In other words, punish but be gentle about it. Flogging could only be used in cases of mutiny, insubordination, and drunkenness on duty – however for other offenses, such as stealing and unruliness, it was no longer tolerated. In fact, flogging was so sparingly used in Bengal that and an Indian officer remarked to his colonel that, “As long as the lash was hanging over the bad man’s head, he was all right but now they do not care for the commanding officer or anyone else.”

With flogging no longer in his power, the commanding officer could resort to a court-martial but the sepoys had found a way to go around even this form of punishment. A court-martial, under the new reform, had to be sanctioned by the Commander-in-Chief and was no longer solely in the power of the commanding officer. Then if the sepoys were dissatisfied with the resulting punishment, which they inevitably were, they would simply petition the commander-in-chief to overturn their sentence. Although protocol dictated that the sepoy could only send such a petition through his commanding officer, they sent it directly without him ever being privy to it. More often than not, the appeals were upheld and the sentences revoked. Even men who had been deemed unfit for service could thus be reinstated to their regiment and the commanding officer was powerless to do anything.
To add insult to injury, the government also felt that the old men who commanded the army were, for lack of a better term, judgmentally deficient.
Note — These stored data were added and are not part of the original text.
//! Administrative region lookup
//!
//! The point-in-polygon query itself is a black box behind the
//! [`RegionLookup`] trait. [`PolygonRegions`] is a straightforward
//! implementation over `geo` multipolygons, and [`RegionRaster`] evaluates a
//! lookup once per destination cell so that later control-factor builds are a
//! plain array scan.

use crate::errors::{EmissionError, EmissionResult};
use crate::grid::CellCenters;
use geo::{BoundingRect, Contains, MultiPolygon, Point, Rect};
use ndarray::Array2;
use tracing::debug;

/// Answers "which province contains this point"
pub trait RegionLookup: Send + Sync {
    /// Two-digit provincial code of the region containing `(lon, lat)`
    fn region_code(&self, lon: f64, lat: f64) -> Option<u32>;
}

impl<F> RegionLookup for F
where
    F: Fn(f64, f64) -> Option<u32> + Send + Sync,
{
    fn region_code(&self, lon: f64, lat: f64) -> Option<u32> {
        self(lon, lat)
    }
}

/// Extract the provincial code from an administrative code such as `"110000"`
pub fn provincial_code(admin_code: &str) -> EmissionResult<u32> {
    let prefix = admin_code.trim().get(..2).unwrap_or("");
    prefix.parse::<u32>().map_err(|_| {
        EmissionError::parse(
            "region boundaries",
            format!("invalid administrative code '{}'", admin_code),
        )
    })
}

#[derive(Debug, Clone)]
struct Region {
    code: u32,
    shape: MultiPolygon<f64>,
    bounds: Option<Rect<f64>>,
}

/// A set of polygons tagged with provincial codes
///
/// Regions are tested in insertion order and the first containing region
/// wins.
#[derive(Debug, Clone, Default)]
pub struct PolygonRegions {
    regions: Vec<Region>,
}

impl PolygonRegions {
    pub fn new() -> Self {
        Self::default()
    }

    /// Add a region from its full administrative code
    pub fn push(
        &mut self,
        admin_code: &str,
        shape: impl Into<MultiPolygon<f64>>,
    ) -> EmissionResult<()> {
        let code = provincial_code(admin_code)?;
        self.push_code(code, shape);
        Ok(())
    }

    /// Add a region with an already-extracted provincial code
    pub fn push_code(&mut self, code: u32, shape: impl Into<MultiPolygon<f64>>) {
        let shape = shape.into();
        let bounds = shape.bounding_rect();
        self.regions.push(Region {
            code,
            shape,
            bounds,
        });
    }

    pub fn len(&self) -> usize {
        self.regions.len()
    }

    pub fn is_empty(&self) -> bool {
        self.regions.is_empty()
    }
}

impl RegionLookup for PolygonRegions {
    fn region_code(&self, lon: f64, lat: f64) -> Option<u32> {
        let point = Point::new(lon, lat);
        self.regions
            .iter()
            .filter(|region| match region.bounds {
                Some(rect) => {
                    let (min, max) = (rect.min(), rect.max());
                    lon >= min.x && lon <= max.x && lat >= min.y && lat <= max.y
                }
                None => false,
            })
            .find(|region| region.shape.contains(&point))
            .map(|region| region.code)
    }
}

/// Region codes for every destination cell
#[derive(Debug, Clone, PartialEq)]
pub struct RegionRaster {
    codes: Array2<Option<u32>>,
}

impl RegionRaster {
    /// Evaluate `lookup` at every cell centre
    pub fn build(centers: &CellCenters, lookup: &dyn RegionLookup) -> Self {
        let codes = ndarray::Zip::from(&centers.lon)
            .and(&centers.lat)
            .map_collect(|&lon, &lat| lookup.region_code(lon, lat));
        let raster = Self { codes };
        debug!(
            cells = raster.codes.len(),
            assigned = raster.assigned_cells(),
            "built region raster"
        );
        raster
    }

    pub fn from_codes(codes: Array2<Option<u32>>) -> Self {
        Self { codes }
    }

    pub fn shape(&self) -> (usize, usize) {
        self.codes.dim()
    }

    pub fn code(&self, row: usize, col: usize) -> Option<u32> {
        self.codes.get((row, col)).copied().flatten()
    }

    pub fn codes(&self) -> &Array2<Option<u32>> {
        &self.codes
    }

    /// Number of cells that fall inside some region
    pub fn assigned_cells(&self) -> usize {
        self.codes.iter().filter(|code| code.is_some()).count()
    }
}

#[cfg(test)]
mod tests {
    use super::*;
    use geo::{polygon, Polygon};
    use ndarray::array;

    fn square(x0: f64, y0: f64, size: f64) -> Polygon<f64> {
        polygon![
            (x: x0, y: y0),
            (x: x0 + size, y: y0),
            (x: x0 + size, y: y0 + size),
            (x: x0, y: y0 + size),
            (x: x0, y: y0),
        ]
    }

    #[test]
    fn test_provincial_code() {
        assert_eq!(provincial_code("110000").unwrap(), 11);
        assert_eq!(provincial_code(" 320100").unwrap(), 32);
        assert!(provincial_code("1").is_err());
        assert!(provincial_code("ab0000").is_err());
    }

    #[test]
    fn test_polygon_lookup() {
        let mut regions = PolygonRegions::new();
        regions.push("110000", square(116.0, 39.0, 1.0)).unwrap();
        regions.push("120000", square(117.0, 38.0, 1.0)).unwrap();

        assert_eq!(regions.len(), 2);
        assert_eq!(regions.region_code(116.5, 39.5), Some(11));
        assert_eq!(regions.region_code(117.5, 38.5), Some(12));
        assert_eq!(regions.region_code(100.0, 30.0), None);
    }

    #[test]
    fn test_closure_lookup() {
        let lookup = |lon: f64, _lat: f64| if lon > 0.0 { Some(44_u32) } else { None };
        assert_eq!(lookup.region_code(1.0, 0.0), Some(44));
        assert_eq!(lookup.region_code(-1.0, 0.0), None);
    }

    #[test]
    fn test_raster_from_centers() {
        let centers = CellCenters {
            lon: array![[116.5, 117.5], [116.5, 120.0]],
            lat: array![[39.5, 38.5], [38.5, 30.0]],
        };
        let mut regions = PolygonRegions::new();
        regions.push_code(11, square(116.0, 39.0, 1.0));
        regions.push_code(12, square(117.0, 38.0, 1.0));

        let raster = RegionRaster::build(&centers, &regions);
        assert_eq!(raster.shape(), (2, 2));
        assert_eq!(raster.code(0, 0), Some(11));
        assert_eq!(raster.code(0, 1), Some(12));
        assert_eq!(raster.code(1, 0), None);
        assert_eq!(raster.code(5, 5), None);
        assert_eq!(raster.assigned_cells(), 2);
    }
}
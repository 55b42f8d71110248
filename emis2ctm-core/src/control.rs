//! Regional policy control factors
//!
//! A control table scales emissions per province, sector, period and species.
//! Rows are indexed by `(sector, year, month, species)` and then by provincial
//! code, so building a destination-shaped factor grid is a single pass over a
//! precomputed [`RegionRaster`].
//!
//! A key with no rows means "no adjustment" and yields `None`.

use crate::cache::{CachePolicy, KeyedCache};
use crate::errors::{EmissionError, EmissionResult};
use crate::grid::{CellCenters, DestinationGrid};
use crate::region::{RegionLookup, RegionRaster};
use crate::table::Table;
use ndarray::Array2;
use std::collections::HashMap;
use std::fmt;
use std::path::Path;
use std::sync::Arc;
use tracing::{debug, info};

/// Identifies one set of control rows
#[derive(Debug, Clone, PartialEq, Eq, Hash)]
pub struct ControlKey {
    pub sector: String,
    pub year: i32,
    pub month: u32,
    pub species: String,
}

impl ControlKey {
    pub fn new(sector: &str, year: i32, month: u32, species: &str) -> Self {
        Self {
            sector: sector.to_string(),
            year,
            month,
            species: species.to_string(),
        }
    }
}

impl fmt::Display for ControlKey {
    fn fmt(&self, f: &mut fmt::Formatter<'_>) -> fmt::Result {
        write!(
            f,
            "{}/{}-{:02}/{}",
            self.sector, self.year, self.month, self.species
        )
    }
}

/// Control rows indexed by key and provincial code
#[derive(Debug, Clone, PartialEq, Default)]
pub struct ControlTable {
    rows: HashMap<ControlKey, HashMap<u32, f64>>,
}

impl ControlTable {
    /// Read an `adcode,sector,year,month,species,factor` table.
    ///
    /// When a region appears twice for the same key the later row wins.
    pub fn from_table(table: &Table) -> EmissionResult<Self> {
        let adcode = table.column_index("adcode")?;
        let sector = table.column_index("sector")?;
        let year = table.column_index("year")?;
        let month = table.column_index("month")?;
        let species = table.column_index("species")?;
        let factor = table.column_index("factor")?;

        let mut control = ControlTable::default();
        for row in table.rows() {
            let key = ControlKey::new(
                row.get(sector),
                row.parse(year)?,
                row.parse(month)?,
                row.get(species),
            );
            control.insert(key, row.parse(adcode)?, row.parse(factor)?);
        }
        Ok(control)
    }

    pub fn from_path(path: &Path) -> EmissionResult<Self> {
        let control = Self::from_table(&Table::from_path(path)?)?;
        info!(path = %path.display(), keys = control.len(), "loaded control table");
        Ok(control)
    }

    pub fn insert(&mut self, key: ControlKey, region: u32, factor: f64) {
        self.rows.entry(key).or_default().insert(region, factor);
    }

    /// Factor per provincial code for a key, `None` when the key has no rows
    pub fn factors(&self, key: &ControlKey) -> Option<&HashMap<u32, f64>> {
        self.rows.get(key)
    }

    /// Number of distinct keys
    pub fn len(&self) -> usize {
        self.rows.len()
    }

    pub fn is_empty(&self) -> bool {
        self.rows.is_empty()
    }
}

/// Build the factor grid for `key`.
///
/// Cells in a region with a control row take that row's factor; every other
/// cell is 1.0. Returns `None` when the table has no rows for the key.
pub fn control_factor(
    table: &ControlTable,
    key: &ControlKey,
    raster: &RegionRaster,
) -> Option<Array2<f64>> {
    let by_region = table.factors(key)?;
    let grid = raster.codes().map(|code| {
        code.and_then(|region| by_region.get(&region).copied())
            .unwrap_or(1.0)
    });
    debug!(
        %key,
        matched = grid.iter().filter(|value| **value != 1.0).count(),
        "built control factor grid"
    );
    Some(grid)
}

/// Control factors for a destination grid, cached per key
#[derive(Debug)]
pub struct ControlFactors {
    table: ControlTable,
    raster: RegionRaster,
    grids: KeyedCache<ControlKey, Array2<f64>>,
}

impl ControlFactors {
    pub fn new(table: ControlTable, raster: RegionRaster) -> Self {
        Self {
            table,
            raster,
            grids: KeyedCache::new("control factors", CachePolicy::Unbounded),
        }
    }

    /// Rasterise `lookup` onto the destination grid and wrap `table`
    pub fn build(table: ControlTable, grid: &DestinationGrid, lookup: &dyn RegionLookup) -> Self {
        Self::from_centers(table, &grid.cell_centers(), lookup)
    }

    pub fn from_centers(table: ControlTable, centers: &CellCenters, lookup: &dyn RegionLookup) -> Self {
        Self::new(table, RegionRaster::build(centers, lookup))
    }

    pub fn table(&self) -> &ControlTable {
        &self.table
    }

    pub fn raster(&self) -> &RegionRaster {
        &self.raster
    }

    /// The factor grid for `key`, or `None` when no adjustment applies
    pub fn factor(&self, key: &ControlKey) -> EmissionResult<Option<Arc<Array2<f64>>>> {
        if self.table.factors(key).is_none() {
            return Ok(None);
        }
        self.grids
            .get_or_try_insert_with(key.clone(), || {
                control_factor(&self.table, key, &self.raster).ok_or_else(|| {
                    EmissionError::MissingConfiguration(format!("control rows for {}", key))
                })
            })
            .map(Some)
    }

    /// Multiply `field` by the factor grid for `key`.
    ///
    /// Returns whether an adjustment was applied.
    pub fn apply(&self, key: &ControlKey, field: &mut Array2<f64>) -> EmissionResult<bool> {
        let Some(factor) = self.factor(key)? else {
            return Ok(false);
        };
        if factor.dim() != field.dim() {
            return Err(EmissionError::IncompatibleGrid {
                context: format!("control factors for {}", key),
                expected: factor.dim(),
                actual: field.dim(),
            });
        }
        *field *= &*factor;
        Ok(true)
    }
}

#[cfg(test)]
mod tests {
    use super::*;
    use ndarray::array;

    fn table() -> ControlTable {
        ControlTable::from_table(
            &Table::parse(
                "adcode,sector,year,month,species,factor\n\
                 11,power,2020,1,NOx,0.5\n\
                 13,power,2020,1,SO2,0.8\n\
                 12,industry,2020,1,VOC,0.9\n\
                 12,industry,2020,1,VOC,0.7\n",
                "control.csv",
            )
            .unwrap(),
        )
        .unwrap()
    }

    fn raster() -> RegionRaster {
        RegionRaster::from_codes(array![[Some(11), Some(12)], [None, Some(13)]])
    }

    #[test]
    fn test_no_matching_rows_is_none() {
        let key = ControlKey::new("power", 2020, 2, "NOx");
        assert!(control_factor(&table(), &key, &raster()).is_none());
    }

    #[test]
    fn test_factor_grid_by_region() {
        let key = ControlKey::new("power", 2020, 1, "NOx");
        let grid = control_factor(&table(), &key, &raster()).unwrap();
        assert_eq!(grid, array![[0.5, 1.0], [1.0, 1.0]]);
    }

    #[test]
    fn test_later_rows_win() {
        let key = ControlKey::new("industry", 2020, 1, "VOC");
        let grid = control_factor(&table(), &key, &raster()).unwrap();
        assert_eq!(grid[[0, 1]], 0.7);
    }

    #[test]
    fn test_all_ones_is_no_adjustment() {
        let mut ones = ControlTable::default();
        let key = ControlKey::new("power", 2020, 1, "CO");
        for region in [11, 12, 13] {
            ones.insert(key.clone(), region, 1.0);
        }
        let control = ControlFactors::new(ones, raster());

        let original = array![[1.5, -2.0], [3.25, 0.0]];
        let mut field = original.clone();
        assert!(control.apply(&key, &mut field).unwrap());
        assert_eq!(field, original);
    }

    #[test]
    fn test_apply_scales_matching_cells() {
        let control = ControlFactors::new(table(), raster());
        let mut field = array![[10.0, 10.0], [10.0, 10.0]];

        assert!(!control
            .apply(&ControlKey::new("power", 2021, 1, "NOx"), &mut field)
            .unwrap());
        assert!(control
            .apply(&ControlKey::new("power", 2020, 1, "SO2"), &mut field)
            .unwrap());
        assert_eq!(field, array![[10.0, 10.0], [10.0, 8.0]]);
    }

    #[test]
    fn test_apply_rejects_shape_mismatch() {
        let control = ControlFactors::new(table(), raster());
        let mut field = Array2::zeros((3, 3));
        let err = control
            .apply(&ControlKey::new("power", 2020, 1, "NOx"), &mut field)
            .unwrap_err();
        assert!(matches!(err, EmissionError::IncompatibleGrid { .. }));
    }

    #[test]
    fn test_grids_are_cached() {
        let control = ControlFactors::new(table(), raster());
        let key = ControlKey::new("power", 2020, 1, "NOx");
        let first = control.factor(&key).unwrap().unwrap();
        let second = control.factor(&key).unwrap().unwrap();
        assert!(Arc::ptr_eq(&first, &second));
    }
}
Although this was very much the case in some instances, it was not necessarily true of everyone. Meerut is an example of a station run by men who should long have been pensioned off and William Hodson remembered a man who “was not able to mount a horse without the assistance of two men. A brigadier of the infantry… could not see his regiment when I led his horse by the bridle until its nose touched their bayonets and even then he said faintly,” Pray, which way are the men facing, Mr. Hodson?” This brigadier, it will be noted, served during the Mutiny.
The problem was the practice of promotion by seniority. The system left younger men who would have been excellent senior officers, simply chomping at the bit, waiting for their turn but by the time it came, they were often too old to be of any use. The system was prevalent among Indian officers as well – but there had been a time when a commanding officer had had the power to promote a man on merit. The government now put an end to that – instead of abolishing the seniority clause altogether, it simply prevented the commanding officer from having any meaningful use to his men. In their eyes, he had lost his prestige. While this system could be irksome to an English officer, it was positively loathsome to an Indian one – he would spend his life in practical servitude, his rank no matter how high would still be worth less than that of an English subaltern, he would have to take orders from increasingly disdainful officers who no longer cared for their regiments, and be subjected by rules imposed by a government that was not his own.

With the young men either on detached duty or disinterested in their men, and the old ones no longer held in esteem and the constant government meddling, it is no wonder that by January 1857, Lieutenant-Colonel Doughter of the 60th Bengal Native Infantry upon – returning to his regiment after a three-year absence wrote,

“I saw a great laxity in ranks, worse even than when I got command of the regiment in 1849. The authority of the commanding officer had become less than mine was as a subaltern, as regards punishment drill to non-commissioned officers, owing to army standing orders being set aside by circulars, and by station orders issued by officers perfectly ignorant of the proper method of keeping sepoys in subjection, and thereby interfering with the commanding officer’s authority, and rendering him a mere cipher in the eyes of his men.”

By 1857, a commanding officer was mostly powerless – he was unable to make promotions, he could not give immediate recognition for loyal service, and at the worst end of things, could not refuse the court-martial of any sepoy under his command -this was the result of thoughtless army reforms by men who had no idea that the army needed to be led by men who could exude absolute control over their men.

In other words, by 1857, the army had ceased to respect their commanding officers.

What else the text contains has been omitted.